* _WORK REQUIRED_:
Pull every "StagedSource" line out of the data below.

* _MATERIAL FOR THE TASK_:
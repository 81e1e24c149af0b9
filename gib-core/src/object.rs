//! Core object model for gib
//!
//! Content-addressable Blob and Tree objects. Blobs hold file content, trees
//! map entry names to blobs or subtrees. Identical content always yields an
//! identical [`ObjectId`], which is what makes snapshots deduplicate and what
//! no-op detection compares.

use serde::{Deserialize, Serialize};
use sha2::{Digest, Sha256};
use std::collections::BTreeMap;

/// Mode of a regular, non-executable file entry
pub const MODE_FILE: u32 = 0o100644;
/// Mode of an executable file entry
pub const MODE_EXECUTABLE: u32 = 0o100755;
/// Mode of a symbolic link entry (blob holds the link target)
pub const MODE_SYMLINK: u32 = 0o120000;
/// Mode of a subtree entry
pub const MODE_DIR: u32 = 0o040000;

/// Unique identifier for any stored object
#[derive(Debug, Clone, Copy, PartialEq, Eq, Hash, PartialOrd, Ord, Serialize, Deserialize)]
pub struct ObjectId([u8; 32]);

impl ObjectId {
    /// Create a new ObjectId from raw bytes
    pub fn new(bytes: [u8; 32]) -> Self {
        Self(bytes)
    }

    /// Compute the id of an object of `kind` with the given payload.
    ///
    /// The kind and length are hashed as a header so that a blob whose bytes
    /// happen to equal a serialized tree still gets a distinct id.
    pub fn for_object(kind: ObjectKind, payload: &[u8]) -> Self {
        let mut hasher = Sha256::new();
        hasher.update(kind.as_str().as_bytes());
        hasher.update(b" ");
        hasher.update(payload.len().to_string().as_bytes());
        hasher.update([0u8]);
        hasher.update(payload);
        Self(hasher.finalize().into())
    }

    /// Convert to hexadecimal string
    pub fn to_hex(&self) -> String {
        hex::encode(self.0)
    }

    /// Parse from hexadecimal string
    pub fn from_hex(hex_str: &str) -> Result<Self, hex::FromHexError> {
        let bytes = hex::decode(hex_str)?;
        if bytes.len() != 32 {
            return Err(hex::FromHexError::InvalidStringLength);
        }
        let mut arr = [0u8; 32];
        arr.copy_from_slice(&bytes);
        Ok(Self(arr))
    }

    /// Get raw bytes
    pub fn as_bytes(&self) -> &[u8; 32] {
        &self.0
    }
}

impl std::fmt::Display for ObjectId {
    fn fmt(&self, f: &mut std::fmt::Formatter<'_>) -> std::fmt::Result {
        write!(f, "{}", self.to_hex())
    }
}

/// Object type discriminator
#[derive(Debug, Clone, Copy, PartialEq, Eq, Hash, Serialize, Deserialize)]
pub enum ObjectKind {
    Blob,
    Tree,
}

impl ObjectKind {
    pub fn as_str(&self) -> &'static str {
        match self {
            ObjectKind::Blob => "blob",
            ObjectKind::Tree => "tree",
        }
    }

    /// Single byte written in front of the payload in object files
    pub fn tag(&self) -> u8 {
        match self {
            ObjectKind::Blob => b'b',
            ObjectKind::Tree => b't',
        }
    }

    pub fn from_tag(tag: u8) -> Option<Self> {
        match tag {
            b'b' => Some(ObjectKind::Blob),
            b't' => Some(ObjectKind::Tree),
            _ => None,
        }
    }
}

/// Directory tree entry
#[derive(Debug, Clone, PartialEq, Eq, Serialize, Deserialize)]
pub struct TreeEntry {
    /// Name of the entry (a single path component)
    pub name: String,
    /// Object ID (points to Blob or Tree)
    pub id: ObjectId,
    /// Entry type
    pub kind: ObjectKind,
    /// Git-style mode bits
    pub mode: u32,
}

impl TreeEntry {
    /// Create a new tree entry
    pub fn new(name: String, id: ObjectId, kind: ObjectKind, mode: u32) -> Self {
        Self {
            name,
            id,
            kind,
            mode,
        }
    }

    pub fn blob(name: impl Into<String>, id: ObjectId, mode: u32) -> Self {
        Self::new(name.into(), id, ObjectKind::Blob, mode)
    }

    pub fn tree(name: impl Into<String>, id: ObjectId) -> Self {
        Self::new(name.into(), id, ObjectKind::Tree, MODE_DIR)
    }

    pub fn is_tree(&self) -> bool {
        self.kind == ObjectKind::Tree
    }
}

/// Directory object
#[derive(Debug, Clone, PartialEq, Eq, Serialize, Deserialize)]
pub struct Tree {
    /// Sorted entries for deterministic hashing
    pub entries: BTreeMap<String, TreeEntry>,
}

impl Tree {
    /// Create an empty tree
    pub fn new() -> Self {
        Self {
            entries: BTreeMap::new(),
        }
    }

    /// Add or update an entry
    pub fn insert(&mut self, entry: TreeEntry) {
        self.entries.insert(entry.name.clone(), entry);
    }

    /// Remove an entry
    pub fn remove(&mut self, name: &str) -> Option<TreeEntry> {
        self.entries.remove(name)
    }

    /// Get an entry
    pub fn get(&self, name: &str) -> Option<&TreeEntry> {
        self.entries.get(name)
    }

    pub fn len(&self) -> usize {
        self.entries.len()
    }

    pub fn is_empty(&self) -> bool {
        self.entries.is_empty()
    }

    /// Serialize to binary format
    pub fn to_bytes(&self) -> Result<Vec<u8>, bincode::Error> {
        bincode::serialize(self)
    }

    /// Deserialize from binary format
    pub fn from_bytes(data: &[u8]) -> Result<Self, bincode::Error> {
        bincode::deserialize(data)
    }

    /// Compute the object ID
    pub fn id(&self) -> Result<ObjectId, bincode::Error> {
        Ok(ObjectId::for_object(ObjectKind::Tree, &self.to_bytes()?))
    }

    /// Iterate over entries in name order
    pub fn iter(&self) -> impl Iterator<Item = &TreeEntry> {
        self.entries.values()
    }
}

impl Default for Tree {
    fn default() -> Self {
        Self::new()
    }
}

/// Check that `name` can be used as a single tree entry name.
pub fn is_valid_entry_name(name: &str) -> bool {
    !name.is_empty() && name != "." && name != ".." && !name.contains(['/', '\0'])
}
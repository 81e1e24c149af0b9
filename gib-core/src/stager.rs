//! Per-path staging
//!
//! Imports one snapshot source into the store. A file becomes a single blob
//! and never touches the stage area; a directory is staged file by file
//! (plus empty-directory markers) and written out as one tree.

use std::fs;
use std::path::Path;
use walkdir::WalkDir;

use crate::config::Config;
use crate::emptydir::{MarkerBlob, stage_empty_dir_markers};
use crate::error::Result;
use crate::object::{MODE_DIR, MODE_SYMLINK, ObjectId, ObjectKind};
use crate::source::{
    Source, SourceFilter, file_mode, is_stageable_name, link_target_bytes, relative_stage_path,
};
use crate::stage::StageGuard;
use crate::storage::ObjectStore;

/// Result of importing one source
#[derive(Debug, Clone, PartialEq, Eq)]
pub struct StagedSource {
    /// Entry name in the composite tree
    pub name: String,
    /// Blob for a file source, tree for a directory source
    pub kind: ObjectKind,
    pub id: ObjectId,
    pub mode: u32,
}

/// Import `source` and return the blob or tree it became
pub fn stage_source<S: ObjectStore + ?Sized>(
    store: &S,
    config: &Config,
    source: &Source,
    filter: &SourceFilter,
    marker: &mut MarkerBlob,
) -> Result<StagedSource> {
    if !source.is_dir {
        let data = fs::read(&source.path)?;
        let mode = file_mode(&fs::metadata(&source.path)?);
        let id = store.store_blob(&data)?;
        tracing::debug!("Stored file {:?} as blob {}", source.path, id);
        return Ok(StagedSource {
            name: source.name.clone(),
            kind: ObjectKind::Blob,
            id,
            mode,
        });
    }

    let guard = StageGuard::acquire(store)?;
    let files = stage_directory_files(store, config, &source.path, filter)?;
    let markers = stage_empty_dir_markers(store, config, &source.path, filter, marker)?;
    let id = store.write_tree_from_stage()?;
    guard.release()?;

    tracing::debug!(
        "Stored directory {:?} as tree {} ({} files, {} empty directories)",
        source.path,
        id,
        files,
        markers
    );
    Ok(StagedSource {
        name: source.name.clone(),
        kind: ObjectKind::Tree,
        id,
        mode: MODE_DIR,
    })
}

/// Store and stage every file and symbolic link below `root`.
/// Symbolic links are recorded as links, never followed.
fn stage_directory_files<S: ObjectStore + ?Sized>(
    store: &S,
    config: &Config,
    root: &Path,
    filter: &SourceFilter,
) -> Result<usize> {
    let mut staged = 0;
    let walker = WalkDir::new(root)
        .follow_links(false)
        .sort_by_file_name()
        .into_iter()
        .filter_entry(|e| {
            if e.depth() > 0 && !is_stageable_name(e.file_name()) {
                tracing::warn!("Skipping {:?}: name is not valid UTF-8", e.path());
                return false;
            }
            !filter.is_excluded_entry(e)
        });

    for entry in walker {
        let entry = entry?;
        let file_type = entry.file_type();
        if file_type.is_dir() {
            continue;
        }

        let path = entry.path();
        let (id, mode) = if file_type.is_symlink() {
            (store.store_blob(&link_target_bytes(path)?)?, MODE_SYMLINK)
        } else if file_type.is_file() {
            if entry.file_name() == config.marker_name.as_str() {
                tracing::warn!(
                    "{:?} has the reserved marker name and will be removed on extraction",
                    path
                );
            }
            let data = fs::read(path)?;
            (store.store_blob(&data)?, file_mode(&entry.metadata()?))
        } else {
            tracing::warn!("Skipping special file {:?}", path);
            continue;
        };

        let rel = relative_stage_path(root, path)?;
        store.stage_blob_at(id, &rel, mode)?;
        staged += 1;
    }
    Ok(staged)
}

#[cfg(test)]
mod tests {
    use super::*;
    use crate::memory_store::MemoryStore;
    use crate::object::{MODE_EXECUTABLE, MODE_FILE};
    use crate::source::resolve_sources;
    use tempfile::TempDir;

    fn stage_one(store: &MemoryStore, path: &Path) -> StagedSource {
        let sources = resolve_sources(&[path.to_path_buf()]).unwrap();
        stage_source(
            store,
            &Config::default(),
            &sources[0],
            &SourceFilter::new(),
            &mut MarkerBlob::new(),
        )
        .unwrap()
    }

    #[test]
    fn test_file_source_becomes_blob_without_staging() {
        let dir = TempDir::new().unwrap();
        let file = dir.path().join("notes.txt");
        fs::write(&file, b"remember the milk").unwrap();

        let store = MemoryStore::new();
        let staged = stage_one(&store, &file);
        assert_eq!(staged.kind, ObjectKind::Blob);
        assert_eq!(staged.name, "notes.txt");
        assert_eq!(staged.mode, MODE_FILE);
        assert_eq!(store.read_blob(staged.id).unwrap().as_ref(), b"remember the milk");
        assert_eq!(store.stage_len(), 0);
    }

    #[test]
    fn test_directory_source_becomes_tree() {
        let dir = TempDir::new().unwrap();
        let src = dir.path().join("project");
        fs::create_dir_all(src.join("src")).unwrap();
        fs::create_dir_all(src.join("empty")).unwrap();
        fs::write(src.join("README"), b"readme").unwrap();
        fs::write(src.join("src/main.rs"), b"fn main() {}").unwrap();

        let store = MemoryStore::new();
        let staged = stage_one(&store, &src);
        assert_eq!(staged.kind, ObjectKind::Tree);
        assert_eq!(store.stage_len(), 0);

        let tree = store.read_tree(staged.id).unwrap();
        let names: Vec<_> = tree.iter().map(|e| e.name.as_str()).collect();
        assert_eq!(names, vec!["README", "empty", "src"]);

        let empty = store.read_tree(tree.get("empty").unwrap().id).unwrap();
        assert!(empty.get(".gibkeep").is_some());
    }

    #[test]
    fn test_identical_directories_share_tree() {
        let dir = TempDir::new().unwrap();
        for name in ["one", "two"] {
            let root = dir.path().join(name);
            fs::create_dir_all(root.join("sub")).unwrap();
            fs::write(root.join("sub/file"), b"same").unwrap();
        }
        let store = MemoryStore::new();
        let one = stage_one(&store, &dir.path().join("one"));
        let two = stage_one(&store, &dir.path().join("two"));
        assert_eq!(one.id, two.id);
    }

    #[test]
    fn test_excluded_directory_is_skipped() {
        let dir = TempDir::new().unwrap();
        let src = dir.path().join("home");
        fs::create_dir_all(src.join(".gib/objects")).unwrap();
        fs::write(src.join(".gib/objects/blob"), b"internal").unwrap();
        fs::write(src.join("keep.txt"), b"keep").unwrap();

        let store = MemoryStore::new();
        let sources = resolve_sources(&[src.clone()]).unwrap();
        let filter = SourceFilter::new().exclude(&src.join(".gib"));
        let staged = stage_source(
            &store,
            &Config::default(),
            &sources[0],
            &filter,
            &mut MarkerBlob::new(),
        )
        .unwrap();

        let tree = store.read_tree(staged.id).unwrap();
        let names: Vec<_> = tree.iter().map(|e| e.name.as_str()).collect();
        assert_eq!(names, vec!["keep.txt"]);
    }

    // Other unix filesystems (APFS) refuse non-UTF-8 names outright
    #[cfg(target_os = "linux")]
    #[test]
    fn test_non_utf8_names_are_skipped() {
        use std::ffi::OsStr;
        use std::os::unix::ffi::OsStrExt;

        let dir = TempDir::new().unwrap();
        let src = dir.path().join("data");
        fs::create_dir_all(src.join("latin1")).unwrap();
        fs::write(src.join("ok.txt"), b"fine").unwrap();
        fs::write(src.join(OsStr::from_bytes(b"caf\xe9.txt")), b"skipped").unwrap();
        fs::write(src.join("latin1").join(OsStr::from_bytes(b"na\xefve")), b"skipped").unwrap();

        let store = MemoryStore::new();
        let tree = store.read_tree(stage_one(&store, &src).id).unwrap();
        let names: Vec<_> = tree.iter().map(|e| e.name.as_str()).collect();
        assert_eq!(names, vec!["latin1", "ok.txt"]);

        // The directory survives even though its only file was left out
        let latin1 = store.read_tree(tree.get("latin1").unwrap().id).unwrap();
        let names: Vec<_> = latin1.iter().map(|e| e.name.as_str()).collect();
        assert_eq!(names, vec![".gibkeep"]);
    }

    #[cfg(unix)]
    #[test]
    fn test_executable_and_symlink_modes() {
        use std::os::unix::fs::PermissionsExt;

        let dir = TempDir::new().unwrap();
        let src = dir.path().join("bin");
        fs::create_dir(&src).unwrap();
        fs::write(src.join("tool"), b"#!/bin/sh\n").unwrap();
        fs::set_permissions(src.join("tool"), fs::Permissions::from_mode(0o755)).unwrap();
        std::os::unix::fs::symlink("tool", src.join("alias")).unwrap();

        let store = MemoryStore::new();
        let tree = store.read_tree(stage_one(&store, &src).id).unwrap();

        assert_eq!(tree.get("tool").unwrap().mode, MODE_EXECUTABLE);
        let alias = tree.get("alias").unwrap();
        assert_eq!(alias.mode, MODE_SYMLINK);
        assert_eq!(store.read_blob(alias.id).unwrap().as_ref(), b"tool");
    }
}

* _FINISHED TASK_:
pub struct StagedSource {
) -> Result<StagedSource> {
        return Ok(StagedSource {
    Ok(StagedSource {
    fn stage_one(store: &MemoryStore, path: &Path) -> StagedSource {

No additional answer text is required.